(DATA LISTING)
//! Resource pages
//!
//! A page wires a table, a form dialog and a delete confirmation to one
//! [`CrudModule`]. Collections use [`ResourcePage`]; resources with a single
//! record use [`SingletonPage`].

use crate::crud::CrudModule;
use crate::dialog::FormDialog;
use crate::error::{unsupported, AdminResult};
use crate::models::{ListPage, PageRequest, Pagination};
use crate::query::Query;
use crate::resource::Resource;
use tracing::info;
use uuid::Uuid;

/// Table column: header text and a cell renderer
pub struct Column<T> {
    pub header: &'static str,
    cell: fn(&T) -> String,
}

impl<T> Column<T> {
    pub fn new(header: &'static str, cell: fn(&T) -> String) -> Self {
        Self { header, cell }
    }

    pub fn render(&self, row: &T) -> String {
        (self.cell)(row)
    }
}

/// Rendered table
#[derive(Debug, Clone, Default, PartialEq, Eq)]
pub struct Table {
    pub headers: Vec<&'static str>,
    pub rows: Vec<Vec<String>>,
}

impl Table {
    pub fn build<T>(columns: &[Column<T>], records: &[T]) -> Self {
        Self {
            headers: columns.iter().map(|c| c.header).collect(),
            rows: records
                .iter()
                .map(|r| columns.iter().map(|c| c.render(r)).collect())
                .collect(),
        }
    }

    /// Plain text rendition with padded columns.
    pub fn to_text(&self) -> String {
        let mut widths: Vec<usize> = self.headers.iter().map(|h| h.chars().count()).collect();
        for row in &self.rows {
            for (i, cell) in row.iter().enumerate() {
                if let Some(w) = widths.get_mut(i) {
                    *w = (*w).max(cell.chars().count());
                }
            }
        }

        let rule: Vec<String> = widths.iter().map(|w| "-".repeat(*w)).collect();
        let mut out = vec![
            text_line(&self.headers, &widths),
            rule.join("  "),
        ];
        for row in &self.rows {
            let cells: Vec<&str> = row.iter().map(String::as_str).collect();
            out.push(text_line(&cells, &widths));
        }
        out.join("\n")
    }
}

fn text_line(cells: &[&str], widths: &[usize]) -> String {
    cells
        .iter()
        .zip(widths)
        .map(|(cell, w)| format!("{:<width$}", cell, width = *w))
        .collect::<Vec<_>>()
        .join("  ")
        .trim_end()
        .to_string()
}

#[derive(Debug, Clone, Copy, PartialEq, Eq)]
pub enum RowAction {
    Edit,
    Toggle,
    Delete,
}

/// Delete confirmation
#[derive(Debug, Clone, Default, PartialEq, Eq)]
pub struct ConfirmModal {
    target: Option<(Uuid, String)>,
}

impl ConfirmModal {
    pub fn open(&mut self, id: Uuid, name: String) {
        self.target = Some((id, name));
    }

    pub fn close(&mut self) -> Option<Uuid> {
        self.target.take().map(|(id, _)| id)
    }

    pub fn is_open(&self) -> bool {
        self.target.is_some()
    }

    pub fn target(&self) -> Option<Uuid> {
        self.target.as_ref().map(|(id, _)| *id)
    }

    pub fn message(&self) -> Option<String> {
        self.target.as_ref().map(|(_, name)| {
            format!("Are you sure you want to delete \"{}\"? This cannot be undone.", name)
        })
    }
}

pub struct ResourcePage<R: Resource> {
    module: CrudModule<R>,
    query: Query<ListPage<R::Record>>,
    page: PageRequest,
    pub dialog: FormDialog<R>,
    pub confirm: ConfirmModal,
}

impl<R: Resource> ResourcePage<R> {
    pub fn new(module: CrudModule<R>, page_size: u32) -> Self {
        Self {
            query: module.observer(),
            module,
            page: PageRequest::new(1, page_size),
            dialog: FormDialog::new(),
            confirm: ConfirmModal::default(),
        }
    }

    pub fn module(&self) -> &CrudModule<R> {
        &self.module
    }

    pub fn query(&self) -> &Query<ListPage<R::Record>> {
        &self.query
    }

    fn page_param(&self) -> Option<PageRequest> {
        R::CAPABILITIES.paginated.then_some(self.page)
    }

    pub async fn load(&self) -> AdminResult<()> {
        self.module
            .load_admin(&self.query, self.page_param())
            .await
            .map(|_| ())
    }

    pub fn rows(&self) -> Vec<R::Record> {
        self.query.data().map(ListPage::into_items).unwrap_or_default()
    }

    pub fn table(&self) -> Table {
        Table::build(&R::columns(), &self.rows())
    }

    pub fn pagination(&self) -> Option<Pagination> {
        self.query.data().and_then(|page| page.pagination())
    }

    pub fn current_page(&self) -> PageRequest {
        self.page
    }

    pub async fn go_to_page(&mut self, page: u32) -> AdminResult<()> {
        if !R::CAPABILITIES.paginated {
            return Err(unsupported(format!("{} list is not paginated", R::LABEL)));
        }
        self.page = PageRequest::new(page, self.page.limit);
        self.load().await
    }

    pub async fn next_page(&mut self) -> AdminResult<bool> {
        match self.pagination() {
            Some(p) if p.has_next() => {
                self.go_to_page(self.page.next().page).await?;
                Ok(true)
            }
            _ => Ok(false),
        }
    }

    pub async fn prev_page(&mut self) -> AdminResult<bool> {
        match self.pagination() {
            Some(p) if p.has_prev() => {
                self.go_to_page(self.page.prev().page).await?;
                Ok(true)
            }
            _ => Ok(false),
        }
    }

    /// Row actions offered for this resource.
    pub fn actions(&self) -> Vec<RowAction> {
        let caps = R::CAPABILITIES;
        let mut actions = vec![RowAction::Edit];
        if caps.toggle {
            actions.push(RowAction::Toggle);
        }
        if caps.delete {
            actions.push(RowAction::Delete);
        }
        actions
    }

    pub fn open_create(&mut self) {
        self.dialog.open_create();
    }

    /// Edit opens the dialog, Toggle runs at once, Delete asks first.
    pub async fn trigger(&mut self, action: RowAction, id: Uuid) -> AdminResult<()> {
        if !self.actions().contains(&action) {
            return Err(unsupported(format!("{:?} is not available for {}", action, R::LABEL)));
        }
        match action {
            RowAction::Edit => {
                let record = match self.rows().into_iter().find(|r| R::id(r) == id) {
                    Some(record) => record,
                    None => self.module.fetch_detail(id).await?,
                };
                self.dialog.open_edit(record);
                Ok(())
            }
            RowAction::Toggle => {
                self.module.toggle(id).await?;
                self.load().await
            }
            RowAction::Delete => {
                let name = self
                    .rows()
                    .iter()
                    .find(|r| R::id(r) == id)
                    .map(R::display_name)
                    .unwrap_or_else(|| id.to_string());
                self.confirm.open(id, name);
                Ok(())
            }
        }
    }

    pub async fn confirm_delete(&mut self) -> AdminResult<()> {
        let Some(id) = self.confirm.close() else {
            return Ok(());
        };
        info!(resource = R::NAME, %id, "Deleting record");
        self.module.delete(id).await?;
        self.load().await
    }

    pub fn cancel_delete(&mut self) {
        self.confirm.close();
    }

    pub async fn submit_dialog(&mut self) -> AdminResult<R::Record> {
        let record = self.dialog.submit(&self.module).await?;
        self.load().await?;
        Ok(record)
    }

    pub async fn reorder(&self, ids: &[Uuid]) -> AdminResult<()> {
        self.module.reorder(ids).await?;
        self.load().await
    }
}

pub struct SingletonPage<R: Resource> {
    module: CrudModule<R>,
    query: Query<Option<R::Record>>,
    record: Option<R::Record>,
    pub dialog: FormDialog<R>,
}

impl<R: Resource> SingletonPage<R> {
    pub fn new(module: CrudModule<R>) -> Self {
        Self {
            query: module.observer(),
            module,
            record: None,
            dialog: FormDialog::new(),
        }
    }

    pub fn query(&self) -> &Query<Option<R::Record>> {
        &self.query
    }

    pub fn record(&self) -> Option<&R::Record> {
        self.record.as_ref()
    }

    /// Fetch the record; `None` means it has not been created yet.
    pub async fn load(&mut self) -> AdminResult<Option<&R::Record>> {
        self.record = self.module.load_current(&self.query).await?;
        Ok(self.record.as_ref())
    }

    /// Abort a load still in flight.
    pub fn cancel(&self) {
        self.query.cancel();
    }

    /// Edit the existing record, or create it when there is none.
    pub fn open_editor(&mut self) {
        match self.record.clone() {
            Some(record) => self.dialog.open_edit(record),
            None => self.dialog.open_create(),
        }
    }

    pub async fn submit(&mut self) -> AdminResult<R::Record> {
        let record = self.dialog.submit(&self.module).await?;
        self.record = Some(record.clone());
        Ok(record)
    }

    pub async fn toggle(&mut self) -> AdminResult<R::Record> {
        let id = self
            .record
            .as_ref()
            .map(R::id)
            .ok_or_else(|| unsupported(format!("There is no {} to toggle yet", R::LABEL)))?;
        let record = self.module.toggle(id).await?;
        self.record = Some(record.clone());
        Ok(record)
    }

    pub fn fields(&self) -> Vec<(&'static str, String)> {
        match &self.record {
            Some(record) => R::columns()
                .iter()
                .map(|c| (c.header, c.render(record)))
                .collect(),
            None => Vec::new(),
        }
    }
}
//! Dashboard user accounts

use crate::api::{FormData, ToFormData};
use crate::auth::Role;
use crate::models::Upload;
use crate::page::Column;
use crate::resource::{status_label, Capabilities, Resource};
use crate::validation::{validate_image, validate_password_change};
use chrono::{DateTime, Utc};
use serde::{Deserialize, Serialize};
use uuid::Uuid;
use validator::Validate;

/// User model
#[derive(Debug, Clone, PartialEq, Serialize, Deserialize)]
#[serde(rename_all = "camelCase")]
pub struct User {
    pub id: Uuid,
    pub name: String,
    pub email: String,
    #[serde(default)]
    pub role: Role,
    pub avatar: Option<String>,
    pub is_active: bool,
    pub created_at: DateTime<Utc>,
    pub updated_at: DateTime<Utc>,
}

#[derive(Debug, Clone, Default, Validate)]
pub struct CreateUser {
    #[validate(
        required(message = "Name is required"),
        length(min = 2, max = 100, message = "Name must be between 2 and 100 characters")
    )]
    pub name: Option<String>,

    #[validate(
        required(message = "Email is required"),
        email(message = "Email must be a valid address")
    )]
    pub email: Option<String>,

    #[validate(required(message = "Role is required"))]
    pub role: Option<Role>,

    #[validate(
        required(message = "Password is required"),
        length(min = 8, message = "Password must be at least 8 characters")
    )]
    pub password: Option<String>,

    #[validate(custom(function = "validate_image"))]
    pub avatar: Option<Upload>,

    pub is_active: Option<bool>,
}

/// Update schema. Leaving `password` empty keeps the current one.
#[derive(Debug, Clone, Default, Validate, Serialize, Deserialize)]
#[serde(rename_all = "camelCase", default)]
pub struct UpdateUser {
    #[validate(length(min = 2, max = 100, message = "Name must be between 2 and 100 characters"))]
    pub name: Option<String>,

    #[validate(email(message = "Email must be a valid address"))]
    pub email: Option<String>,

    pub role: Option<Role>,

    #[validate(custom(function = "validate_password_change"))]
    pub password: Option<String>,

    #[serde(skip)]
    #[validate(custom(function = "validate_image"))]
    pub avatar: Option<Upload>,

    pub is_active: Option<bool>,
}

impl From<UpdateUser> for CreateUser {
    fn from(draft: UpdateUser) -> Self {
        Self {
            name: draft.name,
            email: draft.email,
            role: draft.role,
            password: draft.password,
            avatar: draft.avatar,
            is_active: draft.is_active,
        }
    }
}

impl ToFormData for CreateUser {
    fn to_form_data(&self) -> FormData {
        let role = self.role.map(|r| r.to_string());
        FormData::new()
            .opt_text("name", self.name.as_deref())
            .opt_text("email", self.email.as_deref())
            .opt_text("role", role.as_deref())
            .opt_text("password", self.password.as_deref())
            .opt_bool("isActive", self.is_active)
            .opt_file("avatar", self.avatar.as_ref())
    }
}

impl ToFormData for UpdateUser {
    fn to_form_data(&self) -> FormData {
        let role = self.role.map(|r| r.to_string());
        FormData::new()
            .opt_text("name", self.name.as_deref())
            .opt_text("email", self.email.as_deref())
            .opt_text("role", role.as_deref())
            .opt_text("password", self.password.as_deref().filter(|p| !p.is_empty()))
            .opt_bool("isActive", self.is_active)
            .opt_file("avatar", self.avatar.as_ref())
    }
}

pub struct UserResource;

impl Resource for UserResource {
    const NAME: &'static str = "users";
    const LABEL: &'static str = "User";
    const PATH: &'static str = "/users";
    const CAPABILITIES: Capabilities = Capabilities::NONE.toggle().delete();
    const FILE_FIELDS: &'static [&'static str] = &["avatar"];

    type Record = User;
    type Create = CreateUser;
    type Update = UpdateUser;

    fn id(record: &User) -> Uuid {
        record.id
    }

    fn display_name(record: &User) -> String {
        format!("{} <{}>", record.name, record.email)
    }

    fn is_active(record: &User) -> Option<bool> {
        Some(record.is_active)
    }

    fn edit_draft(record: &User) -> UpdateUser {
        UpdateUser {
            name: Some(record.name.clone()),
            email: Some(record.email.clone()),
            role: Some(record.role),
            password: None,
            avatar: None,
            is_active: Some(record.is_active),
        }
    }

    fn remote_file(record: &User, field: &str) -> Option<String> {
        match field {
            "avatar" => record.avatar.clone(),
            _ => None,
        }
    }

    fn set_file(draft: &mut UpdateUser, field: &str, file: Option<Upload>) -> bool {
        match field {
            "avatar" => {
                draft.avatar = file;
                true
            }
            _ => false,
        }
    }

    fn columns() -> Vec<Column<User>> {
        vec![
            Column::new("Name", |u: &User| u.name.clone()),
            Column::new("Email", |u: &User| u.email.clone()),
            Column::new("Role", |u: &User| u.role.to_string()),
            Column::new("Status", |u: &User| status_label(u.is_active)),
        ]
    }
}

#[cfg(test)]
mod tests {
    use super::*;
    use crate::error::AdminError;
    use crate::validation::validate_form;

    #[test]
    fn test_password_required_only_on_create() {
        let create = CreateUser {
            name: Some("Ada Lovelace".into()),
            email: Some("ada@example.com".into()),
            role: Some(Role::Editor),
            ..Default::default()
        };
        assert!(validate_form(&create).is_err());

        let update = UpdateUser {
            name: Some("Ada Lovelace".into()),
            ..Default::default()
        };
        assert!(validate_form(&update).is_ok());
    }

    #[test]
    fn test_empty_password_on_edit_keeps_the_current_one() {
        let update = UpdateUser {
            name: Some("Ada Lovelace".into()),
            password: Some(String::new()),
            ..Default::default()
        };
        assert!(validate_form(&update).is_ok());
        assert!(update.to_form_data().get("password").is_none());

        let short = UpdateUser {
            password: Some("abc".into()),
            ..Default::default()
        };
        match validate_form(&short) {
            Err(AdminError::Validation(errors)) => {
                assert!(errors.message("password").unwrap().contains("at least 8"));
            }
            other => panic!("expected a password error, got {:?}", other),
        }
    }

    #[test]
    fn test_edit_draft_never_carries_password() {
        let user = User {
            id: Uuid::new_v4(),
            name: "Ada".into(),
            email: "ada@example.com".into(),
            role: Role::Admin,
            avatar: None,
            is_active: true,
            created_at: Utc::now(),
            updated_at: Utc::now(),
        };
        let draft = UserResource::edit_draft(&user);
        assert!(draft.password.is_none());
        assert!(draft.to_form_data().get("password").is_none());
        assert!(draft.to_form_data().get("role").is_some());
    }
}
(End DATA LISTING)
_EXERCISE DETAILS_
Each line from the beginning of the listing up to the line where "use crate::query::Query;" appears needs to be given again exactly; please add nothing else.

_RESPONSE TO THIS TASK_
//! Resource pages
//!
//! A page wires a table, a form dialog and a delete confirmation to one
//! [`CrudModule`]. Collections use [`ResourcePage`]; resources with a single
//! record use [`SingletonPage`].

use crate::crud::CrudModule;
use crate::dialog::FormDialog;
use crate::error::{unsupported, AdminResult};
use crate::models::{ListPage, PageRequest, Pagination};
use crate::query::Query;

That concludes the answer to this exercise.